- ACTION ITEM
Whenever a line below holds the word "Self", copy that line.

(Data records)
· · · · · · ·

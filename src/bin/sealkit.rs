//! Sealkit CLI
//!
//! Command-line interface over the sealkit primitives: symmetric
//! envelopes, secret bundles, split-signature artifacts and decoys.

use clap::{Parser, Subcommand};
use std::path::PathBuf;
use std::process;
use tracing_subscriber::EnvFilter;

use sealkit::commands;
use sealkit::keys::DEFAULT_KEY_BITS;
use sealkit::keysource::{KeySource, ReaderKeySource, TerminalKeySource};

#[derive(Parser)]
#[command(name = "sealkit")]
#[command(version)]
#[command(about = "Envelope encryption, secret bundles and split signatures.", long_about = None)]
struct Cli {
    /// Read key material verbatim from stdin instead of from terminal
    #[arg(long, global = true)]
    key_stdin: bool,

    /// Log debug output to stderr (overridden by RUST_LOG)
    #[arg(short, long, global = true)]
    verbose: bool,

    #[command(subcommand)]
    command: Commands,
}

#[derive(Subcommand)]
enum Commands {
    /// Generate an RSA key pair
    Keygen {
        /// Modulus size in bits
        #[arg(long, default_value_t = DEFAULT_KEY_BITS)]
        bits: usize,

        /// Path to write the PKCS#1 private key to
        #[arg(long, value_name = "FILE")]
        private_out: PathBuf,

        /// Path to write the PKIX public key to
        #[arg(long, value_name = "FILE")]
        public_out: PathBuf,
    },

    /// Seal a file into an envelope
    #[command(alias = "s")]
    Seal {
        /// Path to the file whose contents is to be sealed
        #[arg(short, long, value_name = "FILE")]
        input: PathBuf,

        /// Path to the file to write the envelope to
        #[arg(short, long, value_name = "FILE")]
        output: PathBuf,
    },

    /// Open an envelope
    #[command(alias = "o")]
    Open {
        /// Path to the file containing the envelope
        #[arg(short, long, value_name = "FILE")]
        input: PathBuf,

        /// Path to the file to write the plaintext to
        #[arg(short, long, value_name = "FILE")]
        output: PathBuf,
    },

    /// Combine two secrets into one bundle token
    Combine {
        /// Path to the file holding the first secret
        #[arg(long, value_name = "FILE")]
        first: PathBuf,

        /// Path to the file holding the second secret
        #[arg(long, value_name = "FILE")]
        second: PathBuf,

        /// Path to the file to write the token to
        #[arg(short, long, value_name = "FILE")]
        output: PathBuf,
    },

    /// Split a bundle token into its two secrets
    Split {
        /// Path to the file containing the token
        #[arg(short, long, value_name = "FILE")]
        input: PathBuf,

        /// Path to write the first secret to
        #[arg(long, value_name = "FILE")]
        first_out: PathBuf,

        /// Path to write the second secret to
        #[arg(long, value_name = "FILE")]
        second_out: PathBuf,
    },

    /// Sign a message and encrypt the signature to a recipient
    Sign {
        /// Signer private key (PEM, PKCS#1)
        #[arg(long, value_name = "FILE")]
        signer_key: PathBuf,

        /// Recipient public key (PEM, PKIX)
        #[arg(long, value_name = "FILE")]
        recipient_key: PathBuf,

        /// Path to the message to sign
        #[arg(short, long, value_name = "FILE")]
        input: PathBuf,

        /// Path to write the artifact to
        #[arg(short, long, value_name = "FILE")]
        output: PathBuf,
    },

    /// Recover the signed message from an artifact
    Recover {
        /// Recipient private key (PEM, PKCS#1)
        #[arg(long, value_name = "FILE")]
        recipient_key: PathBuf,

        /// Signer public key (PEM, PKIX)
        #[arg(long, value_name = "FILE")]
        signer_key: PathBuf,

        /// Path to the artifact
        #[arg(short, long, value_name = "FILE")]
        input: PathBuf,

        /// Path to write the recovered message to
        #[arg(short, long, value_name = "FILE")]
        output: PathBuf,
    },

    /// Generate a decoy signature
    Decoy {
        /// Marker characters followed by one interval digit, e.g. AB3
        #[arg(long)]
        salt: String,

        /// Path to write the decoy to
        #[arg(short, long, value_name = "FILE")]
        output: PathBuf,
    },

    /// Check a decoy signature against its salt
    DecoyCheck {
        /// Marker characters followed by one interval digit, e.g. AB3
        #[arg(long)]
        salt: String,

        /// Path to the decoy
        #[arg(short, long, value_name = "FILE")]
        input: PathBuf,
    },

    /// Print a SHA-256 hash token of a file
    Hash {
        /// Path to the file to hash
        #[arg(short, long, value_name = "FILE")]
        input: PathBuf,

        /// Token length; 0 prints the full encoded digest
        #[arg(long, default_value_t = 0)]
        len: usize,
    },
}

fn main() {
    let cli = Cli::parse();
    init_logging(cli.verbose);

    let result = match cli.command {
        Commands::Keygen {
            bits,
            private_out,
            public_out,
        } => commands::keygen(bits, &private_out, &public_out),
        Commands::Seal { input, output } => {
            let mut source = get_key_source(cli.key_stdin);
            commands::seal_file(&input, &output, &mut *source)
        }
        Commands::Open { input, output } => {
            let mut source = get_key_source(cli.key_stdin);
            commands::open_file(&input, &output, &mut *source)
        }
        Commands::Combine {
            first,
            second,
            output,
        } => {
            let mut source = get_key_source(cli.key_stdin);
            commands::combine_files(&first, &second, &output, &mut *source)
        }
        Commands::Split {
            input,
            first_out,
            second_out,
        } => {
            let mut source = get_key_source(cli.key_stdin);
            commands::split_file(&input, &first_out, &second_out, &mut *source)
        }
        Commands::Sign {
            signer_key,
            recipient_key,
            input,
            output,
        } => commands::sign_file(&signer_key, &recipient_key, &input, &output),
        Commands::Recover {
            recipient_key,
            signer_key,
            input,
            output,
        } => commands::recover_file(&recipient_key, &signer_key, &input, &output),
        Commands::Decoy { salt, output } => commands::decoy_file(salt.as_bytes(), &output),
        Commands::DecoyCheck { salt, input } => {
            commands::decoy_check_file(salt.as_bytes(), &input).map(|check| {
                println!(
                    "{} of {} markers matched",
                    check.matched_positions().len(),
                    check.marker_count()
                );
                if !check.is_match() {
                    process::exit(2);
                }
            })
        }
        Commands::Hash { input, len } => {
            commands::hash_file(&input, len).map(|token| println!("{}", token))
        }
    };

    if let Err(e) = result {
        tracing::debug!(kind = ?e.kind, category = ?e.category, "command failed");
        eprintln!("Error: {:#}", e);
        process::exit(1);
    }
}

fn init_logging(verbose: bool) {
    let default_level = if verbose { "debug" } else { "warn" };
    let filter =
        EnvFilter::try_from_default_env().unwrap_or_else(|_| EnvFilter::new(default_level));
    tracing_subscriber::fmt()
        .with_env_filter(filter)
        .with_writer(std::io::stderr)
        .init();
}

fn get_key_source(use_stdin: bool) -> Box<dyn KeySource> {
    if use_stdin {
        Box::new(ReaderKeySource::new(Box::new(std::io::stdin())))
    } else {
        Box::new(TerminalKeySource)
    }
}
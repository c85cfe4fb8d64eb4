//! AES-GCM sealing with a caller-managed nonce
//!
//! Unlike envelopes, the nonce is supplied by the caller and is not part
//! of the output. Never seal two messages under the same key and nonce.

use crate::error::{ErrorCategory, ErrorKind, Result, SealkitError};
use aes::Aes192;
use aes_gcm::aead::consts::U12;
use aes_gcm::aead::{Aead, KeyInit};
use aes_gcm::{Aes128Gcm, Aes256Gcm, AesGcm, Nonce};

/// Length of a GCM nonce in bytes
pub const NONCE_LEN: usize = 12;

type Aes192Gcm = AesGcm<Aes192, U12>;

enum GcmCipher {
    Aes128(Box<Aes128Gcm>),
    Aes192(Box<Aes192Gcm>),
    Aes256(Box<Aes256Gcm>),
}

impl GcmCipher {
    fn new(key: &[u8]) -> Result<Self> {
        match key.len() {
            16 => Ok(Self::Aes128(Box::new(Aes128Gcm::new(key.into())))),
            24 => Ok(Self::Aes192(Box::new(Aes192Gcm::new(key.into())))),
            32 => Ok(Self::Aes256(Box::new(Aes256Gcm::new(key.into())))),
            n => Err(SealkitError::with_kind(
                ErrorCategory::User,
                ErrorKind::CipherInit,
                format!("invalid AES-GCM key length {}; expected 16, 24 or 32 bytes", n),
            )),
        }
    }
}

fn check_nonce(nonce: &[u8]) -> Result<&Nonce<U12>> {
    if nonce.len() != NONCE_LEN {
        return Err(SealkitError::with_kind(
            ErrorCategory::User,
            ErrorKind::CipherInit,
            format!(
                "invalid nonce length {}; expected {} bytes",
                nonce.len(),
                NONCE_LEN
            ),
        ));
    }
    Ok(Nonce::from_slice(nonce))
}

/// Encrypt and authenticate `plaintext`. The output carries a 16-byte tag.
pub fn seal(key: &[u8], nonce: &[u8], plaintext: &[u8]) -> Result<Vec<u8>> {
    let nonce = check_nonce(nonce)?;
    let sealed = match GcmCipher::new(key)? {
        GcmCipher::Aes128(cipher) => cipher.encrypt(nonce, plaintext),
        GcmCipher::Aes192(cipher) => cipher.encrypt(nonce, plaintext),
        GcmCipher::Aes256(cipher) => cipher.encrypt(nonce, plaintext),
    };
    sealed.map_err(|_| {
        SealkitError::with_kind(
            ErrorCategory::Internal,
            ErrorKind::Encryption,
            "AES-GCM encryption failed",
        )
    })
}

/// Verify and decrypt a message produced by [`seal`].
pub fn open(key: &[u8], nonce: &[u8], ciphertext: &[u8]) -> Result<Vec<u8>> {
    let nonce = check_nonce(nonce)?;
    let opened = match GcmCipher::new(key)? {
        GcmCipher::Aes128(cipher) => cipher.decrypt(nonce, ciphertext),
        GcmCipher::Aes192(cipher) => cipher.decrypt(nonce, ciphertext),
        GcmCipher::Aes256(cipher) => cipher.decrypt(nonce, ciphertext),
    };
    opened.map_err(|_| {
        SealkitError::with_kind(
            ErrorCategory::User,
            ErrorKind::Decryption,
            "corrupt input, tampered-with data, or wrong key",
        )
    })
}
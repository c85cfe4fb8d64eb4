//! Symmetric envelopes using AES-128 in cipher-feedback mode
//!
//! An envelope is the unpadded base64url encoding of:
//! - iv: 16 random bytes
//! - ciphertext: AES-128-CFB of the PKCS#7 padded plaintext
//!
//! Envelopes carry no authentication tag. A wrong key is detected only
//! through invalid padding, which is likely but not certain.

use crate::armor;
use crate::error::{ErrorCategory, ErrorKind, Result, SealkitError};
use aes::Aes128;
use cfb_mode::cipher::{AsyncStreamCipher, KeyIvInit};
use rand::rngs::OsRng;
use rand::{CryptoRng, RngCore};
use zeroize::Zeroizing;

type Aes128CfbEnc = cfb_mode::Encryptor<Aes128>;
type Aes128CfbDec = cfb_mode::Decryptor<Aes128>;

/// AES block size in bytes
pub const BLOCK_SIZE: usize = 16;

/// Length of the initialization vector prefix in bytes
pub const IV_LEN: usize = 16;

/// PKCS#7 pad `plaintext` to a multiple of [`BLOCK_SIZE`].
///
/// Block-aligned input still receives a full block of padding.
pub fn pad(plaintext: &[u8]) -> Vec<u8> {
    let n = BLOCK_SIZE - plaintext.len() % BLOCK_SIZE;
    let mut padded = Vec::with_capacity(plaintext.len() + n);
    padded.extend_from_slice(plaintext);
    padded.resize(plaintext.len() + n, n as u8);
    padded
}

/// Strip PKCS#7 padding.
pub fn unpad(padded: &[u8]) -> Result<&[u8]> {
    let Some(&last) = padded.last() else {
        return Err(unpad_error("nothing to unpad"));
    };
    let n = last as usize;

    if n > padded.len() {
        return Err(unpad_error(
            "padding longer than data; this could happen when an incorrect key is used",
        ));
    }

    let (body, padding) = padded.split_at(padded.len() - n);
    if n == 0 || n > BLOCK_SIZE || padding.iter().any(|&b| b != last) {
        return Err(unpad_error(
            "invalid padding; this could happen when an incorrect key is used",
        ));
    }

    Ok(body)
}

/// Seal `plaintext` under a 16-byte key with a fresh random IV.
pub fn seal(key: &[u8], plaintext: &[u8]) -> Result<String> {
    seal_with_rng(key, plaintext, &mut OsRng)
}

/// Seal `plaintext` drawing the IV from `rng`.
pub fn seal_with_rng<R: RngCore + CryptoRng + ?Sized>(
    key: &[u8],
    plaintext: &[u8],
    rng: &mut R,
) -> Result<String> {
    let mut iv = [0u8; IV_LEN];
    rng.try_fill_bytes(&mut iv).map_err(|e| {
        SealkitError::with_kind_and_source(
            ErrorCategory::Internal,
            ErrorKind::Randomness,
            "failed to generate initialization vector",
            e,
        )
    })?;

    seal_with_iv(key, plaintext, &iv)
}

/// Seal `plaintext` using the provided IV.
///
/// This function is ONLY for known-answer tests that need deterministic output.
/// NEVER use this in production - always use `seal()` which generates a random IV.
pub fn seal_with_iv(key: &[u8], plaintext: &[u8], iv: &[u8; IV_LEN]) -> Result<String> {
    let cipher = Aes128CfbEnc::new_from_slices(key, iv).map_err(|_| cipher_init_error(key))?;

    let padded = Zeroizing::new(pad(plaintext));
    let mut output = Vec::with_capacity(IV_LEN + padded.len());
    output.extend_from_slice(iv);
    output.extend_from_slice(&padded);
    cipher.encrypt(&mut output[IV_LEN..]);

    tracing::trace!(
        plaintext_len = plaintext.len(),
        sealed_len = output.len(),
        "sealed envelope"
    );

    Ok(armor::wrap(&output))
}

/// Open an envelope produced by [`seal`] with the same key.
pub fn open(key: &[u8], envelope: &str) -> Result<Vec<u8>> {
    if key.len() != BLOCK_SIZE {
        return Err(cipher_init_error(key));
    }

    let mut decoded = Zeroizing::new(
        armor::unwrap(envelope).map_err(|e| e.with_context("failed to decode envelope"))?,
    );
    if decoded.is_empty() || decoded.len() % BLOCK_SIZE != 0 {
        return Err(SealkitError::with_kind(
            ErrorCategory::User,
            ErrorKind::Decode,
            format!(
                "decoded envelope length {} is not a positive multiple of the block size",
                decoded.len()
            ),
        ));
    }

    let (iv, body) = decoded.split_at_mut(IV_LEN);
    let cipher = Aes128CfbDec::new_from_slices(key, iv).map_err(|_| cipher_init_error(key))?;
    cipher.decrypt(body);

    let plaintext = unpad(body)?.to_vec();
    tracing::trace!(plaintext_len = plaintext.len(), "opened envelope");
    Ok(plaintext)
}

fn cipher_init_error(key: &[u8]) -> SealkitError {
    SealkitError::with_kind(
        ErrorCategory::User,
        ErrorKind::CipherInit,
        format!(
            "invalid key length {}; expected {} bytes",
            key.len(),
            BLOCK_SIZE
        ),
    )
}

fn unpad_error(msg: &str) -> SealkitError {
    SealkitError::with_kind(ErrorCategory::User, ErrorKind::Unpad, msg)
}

· · · · · · ·

- ANSWER BOX
    fn new(key: &[u8]) -> Result<Self> {
            16 => Ok(Self::Aes128(Box::new(Aes128Gcm::new(key.into())))),
            24 => Ok(Self::Aes192(Box::new(Aes192Gcm::new(key.into())))),
            32 => Ok(Self::Aes256(Box::new(Aes256Gcm::new(key.into())))),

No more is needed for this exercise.